(Bloomberg) -- Russia’s industrial sector recorded the smallest contraction in four months in the latest sign the economy is adapting to the sweeping sanctions imposed by the US and its allies for the Kremlin’s invasion of Ukraine.
Industrial production fell 0.5% in July, less of a drop than the 2.3% expected by analysts in a Bloomberg survey and the best performance since the first months of the war. On a seasonally adjusted basis, output was up from the previous month for the first time this year, according to data released by the Federal Statistics Service.
Increased mining and oil-product output, along with rebounds in sectors like pharmaceuticals, semiconductors and clothing that have benefited from the exodus of foreign competitors since the war began, contributed to the stronger-than-expected performance.
Sanctions and the departure of many foreign companies have hit Russia’s economy, but the impact hasn’t been as deep as many feared at the start of the war. Overall, the economy contracted 4% in the first half and the central bank is forecasting a drop of 4-6% for the year.
“Mining is running ahead of the rest but that’s to be expected,” said Renaissance Capital economist Sofya Donets. “But manufacturing is also showing improvement above expectations.”
Even the auto sector, which had all but shut down in recent months as the foreign companies that dominated the sector fled, showed some tentative signs of steadying, with output down only 58% in July compared to -66% in May. Local producer Avtovaz said Wednesday it would resume five-day-a-week production next month, Tass reported.

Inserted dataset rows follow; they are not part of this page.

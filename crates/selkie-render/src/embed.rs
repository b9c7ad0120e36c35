//! The embed generator: chart snippet in, `<figure>` markup out.

use crate::ids::{IdSource, RandomIds};
use crate::settings::Settings;
use crate::template::{SlotValues, embed_template};
use crate::{Error, LOG_TARGET, Result, verbose_log};
use regex::Regex;
use std::sync::{Arc, OnceLock};

/// Generates embeds for one registration.
///
/// Holds the settings snapshot taken at registration and the id source; both are shared, so a
/// generator can be cloned into as many fence renderers as needed.
#[derive(Clone)]
pub struct EmbedGenerator {
    settings: Arc<Settings>,
    ids: Arc<dyn IdSource>,
}

impl std::fmt::Debug for EmbedGenerator {
    fn fmt(&self, f: &mut std::fmt::Formatter<'_>) -> std::fmt::Result {
        f.debug_struct("EmbedGenerator")
            .field("settings", &self.settings)
            .finish_non_exhaustive()
    }
}

impl EmbedGenerator {
    pub fn new(settings: Arc<Settings>) -> Self {
        Self {
            settings,
            ids: Arc::new(RandomIds),
        }
    }

    pub fn with_id_source(mut self, ids: impl IdSource + 'static) -> Self {
        self.ids = Arc::new(ids);
        self
    }

    pub fn settings(&self) -> &Settings {
        &self.settings
    }

    /// Builds the embed markup, returning any failure as-is.
    pub fn prepare(&self, chart_definition: &str) -> Result<String> {
        let container_id = self.ids.next_id();
        let figure_id = self.ids.next_id();
        verbose_log!(
            self.settings.verbose,
            figure_id = %figure_id,
            container_id = %container_id,
            "transforming chart"
        );

        let markup = embed_template().render(&SlotValues {
            figure_id: &figure_id,
            container_id: &container_id,
            library_url: &self.settings.chart_library_url,
            defaults: self.settings.defaults.as_value(),
            chart_definition,
        })?;
        Ok(normalize_markup(&markup))
    }

    /// Builds the embed markup, applying the configured failure policy.
    ///
    /// With `throw_on_failure` the error is logged and returned; otherwise it is logged and the
    /// snippet comes back as escaped preformatted text so the document keeps its content.
    pub fn generate(&self, chart_definition: &str) -> Result<String> {
        match self.prepare(chart_definition) {
            Ok(markup) => Ok(markup),
            Err(err) if self.settings.throw_on_failure => {
                tracing::error!(
                    target: LOG_TARGET,
                    definition = %chart_definition,
                    error = %err,
                    "failure rendering chart"
                );
                Err(Error::Generation {
                    definition: chart_definition.to_string(),
                    source: Box::new(err),
                })
            }
            Err(err) => {
                tracing::error!(
                    target: LOG_TARGET,
                    definition = %chart_definition,
                    error = %err,
                    "failure rendering chart; falling back to preformatted text"
                );
                Ok(fallback_markup(chart_definition))
            }
        }
    }
}

/// One-shot generation with random ids.
pub fn generate(chart_definition: &str, settings: &Settings) -> Result<String> {
    EmbedGenerator::new(Arc::new(settings.clone())).generate(chart_definition)
}

pub fn fallback_markup(chart_definition: &str) -> String {
    normalize_markup(&format!(
        "<pre>{}</pre>",
        htmlize::escape_text(chart_definition)
    ))
}

fn blank_lines_regex() -> &'static Regex {
    static RE: OnceLock<Regex> = OnceLock::new();
    RE.get_or_init(|| Regex::new(r"\n\s*\n").expect("valid regex"))
}

/// Drops carriage returns and collapses blank-line runs to a single newline.
pub fn normalize_markup(markup: &str) -> String {
    let without_cr = markup.replace('\r', "");
    blank_lines_regex()
        .replace_all(&without_cr, "\n")
        .into_owned()
}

But some economists saw reason for caution in the latest industrial-output report. “First, the July improvement in manufacturing seem to be localized in oil downstream and metals production, i.e. related to commodities,” said Dmitry Dolgin, economist at ING. “Second, the estimate for 1H22 was nearly halved from +2.0% YoY to +1.3% YoY, mainly on lower estimate for the commodities extraction sector.”
What Bloomberg Economics Says...
“Industrial output expanded by 1.2% compared to last month. Passenger-car manufacturing remains a shadow of its former self, but output is gradually edging up. Overall, the report confirms our above-consensus call of a shallow 3.5% GDP contraction.”-Alexander Isakov, Russia economist.
In August, business sentiment slipped a bit amid problems with imported supplies and labor, according to a central bank survey released Wednesday. But optimism remained about the outlook, with many companies expecting growth.
In the oil sector doubts linger about the coming months, especially as Europe prepares to impose new restrictions on sales of Russian oil, a vital export.
“We expect the trends to worsen in late 2022 and early 2023, particularly amid of the implementation of the European Union’s oil embargo,” Donets said.